About C. (decoration & flagspace are essentially equivalent)
--------
Juergen and Nate seem to agree this is so, but what is the level of abstraction at which this theorem -- and its proof -- must be stated?

- Implementing flagspace via decoration seems to rely _essentially_ on memory aliasing, which looks like a level 3 or 4 notion. I fear a proof at this level will be language-dependent and _very_ messy.

- Implementing decoration via flagspace? At present I do not see how this should be done.

Comments please.

Best wishes

John
-----------------------------------------------
John Pryce wrote on 20 Sep 2009
Really, I would like to handle the scenario where "global flag" and "huge SIMD calculation" are combined. Namely, I have

-  a vector function f: D \subseteq R^n -> R^n
-  a box xx in R^n
and you want to check that
-  f is defined and continuous on the whole of xx, and
-  f maps xx into itself,
which proves that a fixed-point theorem can be applied.
With a "FLAG" approach it works very simply:
- Assume f has been coded up as a function, as this is the typical case.
- Evaluate the interval version ff of f:
     yy = ff(xx)   where xx, yy are interval vectors of length n.

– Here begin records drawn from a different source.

//! In-app notification feed.
//!
//! A capped, newest-first list shown behind the top-bar bell, with per-kind
//! enable flags. Builders cover the two event sources this core knows about:
//! calendar instances coming up within the next two days, and completed
//! timers.

use chrono::{DateTime, Utc};
use serde::{Deserialize, Serialize};
use uuid::Uuid;

use crate::event::EventInstance;
use crate::timer_store::TimerCompletion;
use crate::widget::TodoItem;

/// Feed length cap; older entries fall off the end.
pub const MAX_FEED_LEN: usize = 50;

/// How many days ahead the daily calendar scan looks (today, tomorrow, and
/// two days out).
const UPCOMING_DAYS: i64 = 2;

#[derive(Debug, Clone, Copy, PartialEq, Eq, Serialize, Deserialize)]
#[serde(rename_all = "snake_case")]
pub enum NotificationKind {
    Calendar,
    Timer,
    Task,
}

#[derive(Debug, Clone, PartialEq, Serialize, Deserialize)]
pub struct Notification {
    pub id: Uuid,
    pub kind: NotificationKind,
    pub title: String,
    pub message: String,
    pub read: bool,
    pub created_at: DateTime<Utc>,
    /// Opaque payload for the shell (event id, timer mode, ...).
    pub data: serde_json::Value,
}

impl Notification {
    pub fn new(
        kind: NotificationKind,
        title: impl Into<String>,
        message: impl Into<String>,
        data: serde_json::Value,
        now: DateTime<Utc>,
    ) -> Self {
        Notification {
            id: Uuid::new_v4(),
            kind,
            title: title.into(),
            message: message.into(),
            read: false,
            created_at: now,
            data,
        }
    }
}

/// Per-kind enable flags, all on by default.
#[derive(Debug, Clone, PartialEq, Eq, Serialize, Deserialize)]
pub struct NotificationPrefs {
    pub calendar: bool,
    pub timer: bool,
    pub tasks: bool,
}

impl Default for NotificationPrefs {
    fn default() -> Self {
        NotificationPrefs {
            calendar: true,
            timer: true,
            tasks: true,
        }
    }
}

impl NotificationPrefs {
    pub fn enabled(&self, kind: NotificationKind) -> bool {
        match kind {
            NotificationKind::Calendar => self.calendar,
            NotificationKind::Timer => self.timer,
            NotificationKind::Task => self.tasks,
        }
    }
}

#[derive(Debug, Default, Serialize, Deserialize)]
pub struct NotificationFeed {
    notifications: Vec<Notification>,
    unread: usize,
    pub prefs: NotificationPrefs,
    /// UTC day of the last upcoming-events scan.
    last_event_scan: Option<chrono::NaiveDate>,
}

impl NotificationFeed {
    pub fn new() -> Self {
        NotificationFeed::default()
    }

    /// Insert at the front, dropping the oldest entries past the cap.
    pub fn push(&mut self, notification: Notification) {
        self.notifications.insert(0, notification);
        self.unread += 1;
        while self.notifications.len() > MAX_FEED_LEN {
            if let Some(dropped) = self.notifications.pop() {
                if !dropped.read {
                    self.unread = self.unread.saturating_sub(1);
                }
            }
        }
    }

    pub fn mark_read(&mut self, id: Uuid) {
        if let Some(notification) = self.notifications.iter_mut().find(|n| n.id == id) {
            if !notification.read {
                notification.read = true;
                self.unread = self.unread.saturating_sub(1);
            }
        }
    }

    pub fn mark_all_read(&mut self) {
        for notification in &mut self.notifications {
            notification.read = true;
        }
        self.unread = 0;
    }

    pub fn remove(&mut self, id: Uuid) {
        if let Some(idx) = self.notifications.iter().position(|n| n.id == id) {
            let removed = self.notifications.remove(idx);
            if !removed.read {
                self.unread = self.unread.saturating_sub(1);
            }
        }
    }

    pub fn clear(&mut self) {
        self.notifications.clear();
        self.unread = 0;
    }

    pub fn unread_count(&self) -> usize {
        self.unread
    }

    pub fn len(&self) -> usize {
        self.notifications.len()
    }

    pub fn is_empty(&self) -> bool {
        self.notifications.is_empty()
    }

    /// Newest first.
    pub fn iter(&self) -> impl Iterator<Item = &Notification> {
        self.notifications.iter()
    }

    /// Notify about an instance `days_until` days away. Returns whether a
    /// notification was pushed (calendar notifications may be disabled).
    pub fn notify_event_upcoming(
        &mut self,
        instance: &EventInstance,
        days_until: i64,
        now: DateTime<Utc>,
    ) -> bool {
        if !self.prefs.enabled(NotificationKind::Calendar) {
            return false;
        }
        let message = match days_until {
            0 => "Event today".to_string(),
            1 => "Event tomorrow".to_string(),
            n => format!("Event in {n} days"),
        };
        let data = serde_json::json!({
            "event_id": instance.original_event_id,
            "date": instance.start_time,
            "days_until": days_until,
        });
        self.push(Notification::new(
            NotificationKind::Calendar,
            instance.title.clone(),
            message,
            data,
            now,
        ));
        true
    }

    pub fn notify_timer_complete(
        &mut self,
        completion: &TimerCompletion,
        now: DateTime<Utc>,
    ) -> bool {
        if !self.prefs.enabled(NotificationKind::Timer) {
            return false;
        }
        let data = serde_json::json!({
            "widget_id": completion.widget_id,
            "mode": completion.mode,
            "minutes": completion.minutes,
        });
        self.push(Notification::new(
            NotificationKind::Timer,
            format!("{} complete", completion.name),
            format!("{} minutes", completion.minutes),
            data,
            now,
        ));
        true
    }

    pub fn notify_task_reminder(&mut self, item: &TodoItem, now: DateTime<Utc>) -> bool {
        if !self.prefs.enabled(NotificationKind::Task) {
            return false;
        }
        let data = serde_json::json!({ "task_id": item.id });
        self.push(Notification::new(
            NotificationKind::Task,
            item.text.clone(),
            "Task reminder".to_string(),
            data,
            now,
        ));
        true
    }

    /// Daily scan over the expanded instances: pushes one notification per
    /// instance falling within the next [`UPCOMING_DAYS`] days. The scan is
    /// latched per UTC day, but only once something was actually notified, so
    /// events added later the same day still get their turn. Returns the
    /// number of notifications pushed.
    pub fn scan_upcoming(&mut self, instances: &[EventInstance], now: DateTime<Utc>) -> usize {
        let today = now.date_naive();
        if self.last_event_scan == Some(today) {
            return 0;
        }

        let mut pushed = 0;
        for instance in instances {
            let days_until = (instance.start_time.date_naive() - today).num_days();
            if (0..=UPCOMING_DAYS).contains(&days_until)
                && self.notify_event_upcoming(instance, days_until, now)
            {
                pushed += 1;
            }
        }
        if pushed > 0 {
            self.last_event_scan = Some(today);
        }
        pushed
    }
}

#[cfg(test)]
mod tests {
    use super::*;
    use crate::event::{CalendarEvent, EventInstance, RecurrencePattern};
    use crate::timer::TimerMode;
    use chrono::{Duration, TimeZone};

    fn now() -> DateTime<Utc> {
        Utc.with_ymd_and_hms(2024, 6, 1, 12, 0, 0).unwrap()
    }

    fn make_instance(start: DateTime<Utc>) -> EventInstance {
        let event = CalendarEvent {
            id: Uuid::new_v4(),
            title: "Dentist".to_string(),
            description: None,
            start_time: start,
            end_time: start + Duration::hours(1),
            recurrence_pattern: RecurrencePattern::None,
            recurrence_end_date: None,
            color: None,
            data: serde_json::Value::Null,
        };
        EventInstance::from_base(&event)
    }

    fn make_completion() -> TimerCompletion {
        TimerCompletion {
            widget_id: Uuid::new_v4(),
            mode: TimerMode::Pomodoro,
            minutes: 25,
            name: "Pomodoro".to_string(),
        }
    }

    #[test]
    fn push_caps_the_feed_and_keeps_unread_consistent() {
        let mut feed = NotificationFeed::new();
        for i in 0..60 {
            feed.push(Notification::new(
                NotificationKind::Task,
                format!("n{i}"),
                "msg",
                serde_json::Value::Null,
                now(),
            ));
        }

        assert_eq!(feed.len(), MAX_FEED_LEN);
        assert_eq!(feed.unread_count(), MAX_FEED_LEN);
        // Newest first: the last push is at the front.
        assert_eq!(feed.iter().next().unwrap().title, "n59");
    }

    #[test]
    fn read_bookkeeping_through_mark_and_remove() {
        let mut feed = NotificationFeed::new();
        let completion = make_completion();
        feed.notify_timer_complete(&completion, now());
        feed.notify_timer_complete(&completion, now());
        assert_eq!(feed.unread_count(), 2);

        let first_id = feed.iter().next().unwrap().id;
        feed.mark_read(first_id);
        assert_eq!(feed.unread_count(), 1);
        // Marking twice does not double-count.
        feed.mark_read(first_id);
        assert_eq!(feed.unread_count(), 1);

        feed.remove(first_id);
        assert_eq!(feed.len(), 1);
        assert_eq!(feed.unread_count(), 1);

        feed.mark_all_read();
        assert_eq!(feed.unread_count(), 0);

        feed.clear();
        assert!(feed.is_empty());
    }

    #[test]
    fn disabled_kinds_are_not_pushed() {
        let mut feed = NotificationFeed::new();
        feed.prefs.timer = false;

        assert!(!feed.notify_timer_complete(&make_completion(), now()));
        assert!(feed.is_empty());

        // Other kinds still go through.
        assert!(feed.notify_event_upcoming(&make_instance(now()), 0, now()));
        assert_eq!(feed.len(), 1);
    }

    #[test]
    fn upcoming_messages_name_the_day() {
        let mut feed = NotificationFeed::new();
        let instance = make_instance(now());

        feed.notify_event_upcoming(&instance, 0, now());
        feed.notify_event_upcoming(&instance, 1, now());
        feed.notify_event_upcoming(&instance, 4, now());

        let messages: Vec<&str> = feed.iter().map(|n| n.message.as_str()).collect();
        assert_eq!(messages, vec!["Event in 4 days", "Event tomorrow", "Event today"]);
    }

    #[test]
    fn timer_notification_uses_display_name_and_minutes() {
        let mut feed = NotificationFeed::new();
        let mut completion = make_completion();
        completion.name = "Tea".to_string();
        completion.minutes = 3;

        feed.notify_timer_complete(&completion, now());
        let notification = feed.iter().next().unwrap();
        assert_eq!(notification.title, "Tea complete");
        assert_eq!(notification.message, "3 minutes");
    }

    #[test]
    fn scan_runs_at_most_once_per_day() {
        let mut feed = NotificationFeed::new();
        let instances = vec![
            make_instance(now()),                       // today
            make_instance(now() + Duration::days(1)),   // tomorrow
            make_instance(now() + Duration::days(2)),   // two days out
            make_instance(now() + Duration::days(3)),   // too far out
            make_instance(now() - Duration::days(1)),   // already past
        ];

        assert_eq!(feed.scan_upcoming(&instances, now()), 3);
        // Same day: latched.
        assert_eq!(feed.scan_upcoming(&instances, now() + Duration::hours(5)), 0);
        // Next day the scan runs again; the three-days-out instance has
        // slid into the horizon and yesterday's has dropped out.
        let tomorrow = now() + Duration::days(1);
        assert_eq!(feed.scan_upcoming(&instances, tomorrow), 3);
    }

    #[test]
    fn empty_scan_does_not_latch_the_day() {
        let mut feed = NotificationFeed::new();
        let far_out = vec![make_instance(now() + Duration::days(10))];
        assert_eq!(feed.scan_upcoming(&far_out, now()), 0);

        // An event created later the same day still gets notified.
        let today = vec![make_instance(now() + Duration::hours(3))];
        assert_eq!(feed.scan_upcoming(&today, now() + Duration::hours(1)), 1);
        // And now the day is latched.
        assert_eq!(feed.scan_upcoming(&today, now() + Duration::hours(2)), 0);
    }
}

But I now have P = a million xx vectors at once, and I wish to evaluate the P output vectors yy in SIMD mode, assuming that the code for ff can indeed be vectorised in that way (which is language- and compiler-dependent). And I want the FLAG reported individually for each component. A picture (using indexing from 1, not 0)

        1  2     ...        P
xx(1)   x  x  x  ...  x  x  x    }
...       ...    ...    ...      }  inputs, an n by P array
xx(n)   x  x  x  ...  x  x  x    }

v1      x  x  x  ...  x  x  x    }
v2      x  x  x  ...  x  x  x    }  intermediate variables in ff,
...                              }  each is a P-vector

yy(1)   x  x  x  ...  x  x  x    }
...       ...    ...    ...      }  outputs, an n by P array
yy(n)   x  x  x  ...  x  x  x    }

FLAG    x  x  x  ...  x  x  x    }  a P-vector

Column p (for parallel) of this picture represents calculating (in Matlab notation)
   yy(:,p) = ff(xx(:,p)),    for p=1:P.

This is done a row at a time, e.g.
  v1 = xx(1,:) .* xx(3,:);
  v2 = sin(v1);
  ...
This needs a vectorised library of interval arithmetic operations (and elementary functions) like the level-1 functions in BIAS. These operations set FLAG componentwise where appropriate.

I continue to believe that for some applications, this gives a cleaner conceptual scheme than does leaving FLAG information in the decorations of individual output components yy(i,p).

In discussion at PPAM we seem to have agreed this FLAG scheme is efficiently implementable, with a "regional" FLAG vector. (Contributions from Juergen W v Gudenberg, Vladik Kreinovich).

Snag: I don't at present see how, using standard Fortran or C++ constructs, one can automatically ensure FLAG is defined, and is a vector of the same length as the numeric vectors -- if not, one risks indexing outside array bounds. However Juergen is thinking about a possible new C++ construct he calls "flagspace", syntactically similar to "namespace". Juergen, could it solve this problem?